Le premier effort d’Antony and the Johnsons est remarquable par sa cohérence et sa constance. On aurait pu croire que ses premiers efforts musicaux allaient relever de l’essai, mis en réalité il a déjà fait ses essais auparavant, sur scène, auprès de son public. Ce disque est le fruit d’un premier aboutissement, et garde une place toute particulière dans la discographie de l’artiste. Cette impression se confirme quand on sait que sept ans le séparent de son successeur. Un grand écart qui aurait tendance, de notre point de vue, à s’opérer au désavantage de ce premier jet. Ce serait une erreur.
Le 11 septembre 2001 survient un drame qui va, selon Antony, encore une fois transformer l’état de la création New Yorkaise. Emettre des hypothèses et échafauder des histoires quand au monde demain permet au chanteur de faire preuve d’une grande lucidité. Elle va lui faire tirer rapidement des conclusions sur l’impact de ces actes de terrorisme sur la scène artistique de New-York et de tout le pays. Hegarty est persuadé que ce drame est le signe d’un renouveau, qu’à sa suite les artistes vont tenter des choses qu’ils n’avaient pas osé auparavant. Pour lui-même, c’est comme s’il comprenait que la qualité de sa musique était liée, comme celle d’autres artistes, à la prise de conscience de la vulnérabilité de l’Amérique après les attentats. « Ca a réveillé tout le monde de nouveau. Et après le temps qu’il a fallu pour surmonter ça, ça a vraiment paru possible de faire venir de la nouveauté».
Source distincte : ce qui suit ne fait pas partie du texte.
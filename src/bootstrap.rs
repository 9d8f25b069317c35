// ABOUTME: Declarative provisioning of plans and coupons from configuration
// ABOUTME: Creates each configured object at the provider and mirrors it, never aborting the batch

use serde::{Deserialize, Serialize};

use crate::billing::Billing;
use crate::entity::EntityKind;
use crate::remote::form_params;

#[derive(Debug, Clone, Default, PartialEq, Serialize, Deserialize)]
pub struct BootstrapConfig {
    /// Provider create parameters, one table per plan. `id` is required.
    #[serde(default)]
    pub plans: Vec<toml::Table>,
    #[serde(default)]
    pub coupons: Vec<toml::Table>,
}

impl BootstrapConfig {
    pub fn is_empty(&self) -> bool {
        self.plans.is_empty() && self.coupons.is_empty()
    }
}

#[derive(Debug, Clone, PartialEq, Eq)]
pub struct BootstrapItem {
    pub kind: EntityKind,
    /// Configured id, or `None` when the entry had none.
    pub id: Option<String>,
    pub result: Result<(), String>,
}

#[derive(Debug, Clone, Default, PartialEq, Eq)]
pub struct BootstrapReport {
    pub items: Vec<BootstrapItem>,
}

impl BootstrapReport {
    pub fn created(&self) -> usize {
        self.items.iter().filter(|item| item.result.is_ok()).count()
    }

    pub fn failed(&self) -> usize {
        self.items.len() - self.created()
    }
}

/// Create every configured plan, then every coupon.
pub async fn bootstrap(billing: &Billing, config: &BootstrapConfig) -> BootstrapReport {
    let mut report = BootstrapReport::default();
    let batches = [
        (EntityKind::Plan, &config.plans),
        (EntityKind::Coupon, &config.coupons),
    ];

    for (kind, entries) in batches {
        for entry in entries {
            let item = provision(billing, kind, entry).await;
            match &item.result {
                Ok(()) => tracing::info!("Provisioned {} {}", kind, item.id.as_deref().unwrap_or_default()),
                Err(e) => tracing::error!(
                    "Failed to provision {} {}: {}",
                    kind,
                    item.id.as_deref().unwrap_or("<missing id>"),
                    e
                ),
            }
            report.items.push(item);
        }
    }
    report
}

async fn provision(billing: &Billing, kind: EntityKind, entry: &toml::Table) -> BootstrapItem {
    let id = entry
        .get("id")
        .and_then(toml::Value::as_str)
        .map(str::to_string);
    if id.is_none() {
        return BootstrapItem {
            kind,
            id,
            result: Err(format!("{} entry has no id", kind)),
        };
    }

    let result = match serde_json::to_value(entry) {
        Ok(value) => billing
            .create(kind, None, &form_params(&value))
            .await
            .map(|_| ())
            .map_err(|e| e.to_string()),
        Err(e) => Err(format!("invalid parameters: {}", e)),
    };
    BootstrapItem { kind, id, result }
}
La personnalité d’Antony est aujourd’hui excessivement difficile à définir. C’est parce qu’il est un être complexe, sans doute, qu’il a pu à ce point retenir l’attention de Lou Reed, lui-même suffisamment changeant et obtus pour être mis de côté par certains et encensé par d’autres – lui, le bourreau des cœurs, l’ami qui tourne au traître, le mauvais parleur. Il n’a que rarement fait des compliments à d’autres musiciens que lui-même. Lorsqu’il dit à propos d’Antony « Quand j’ai entendu pour la première fois Cripple and Starfish, j’ai su que j’étais en présence d’un ange » on est obligé d’admettre que Reed est enfin disposé à apprécier. Du même coup, il a permis à Hegarty de participer sur son projet The Raven (2003), puis l’a invité plusieurs fois en tournée – contribution documentée par Animal Serenade (2004) et Berlin at St Ann Warehouse (2008). Laurie Anderson, sa compagne chanteuse elle aussi, dira de son côté d’Antony : « c’est comme de voir un viking ! » Quoi que cela veuille dire, Hegarty laisse manifestement éclater la surprise d’une artiste pourtant habituée à l’extravagance.
Le rapprochement avec Lou Reed est évident. Pour New York, et si l’on considère que l’univers perpétué par les Drag Queens s’inscrit dans la continuité de celui qui se développa trente auparavant autour de la factory d’Andy Warhol. Andy Warhol produisit le Velvet Underground, groupe emblématique auquel prit part Lou Reed.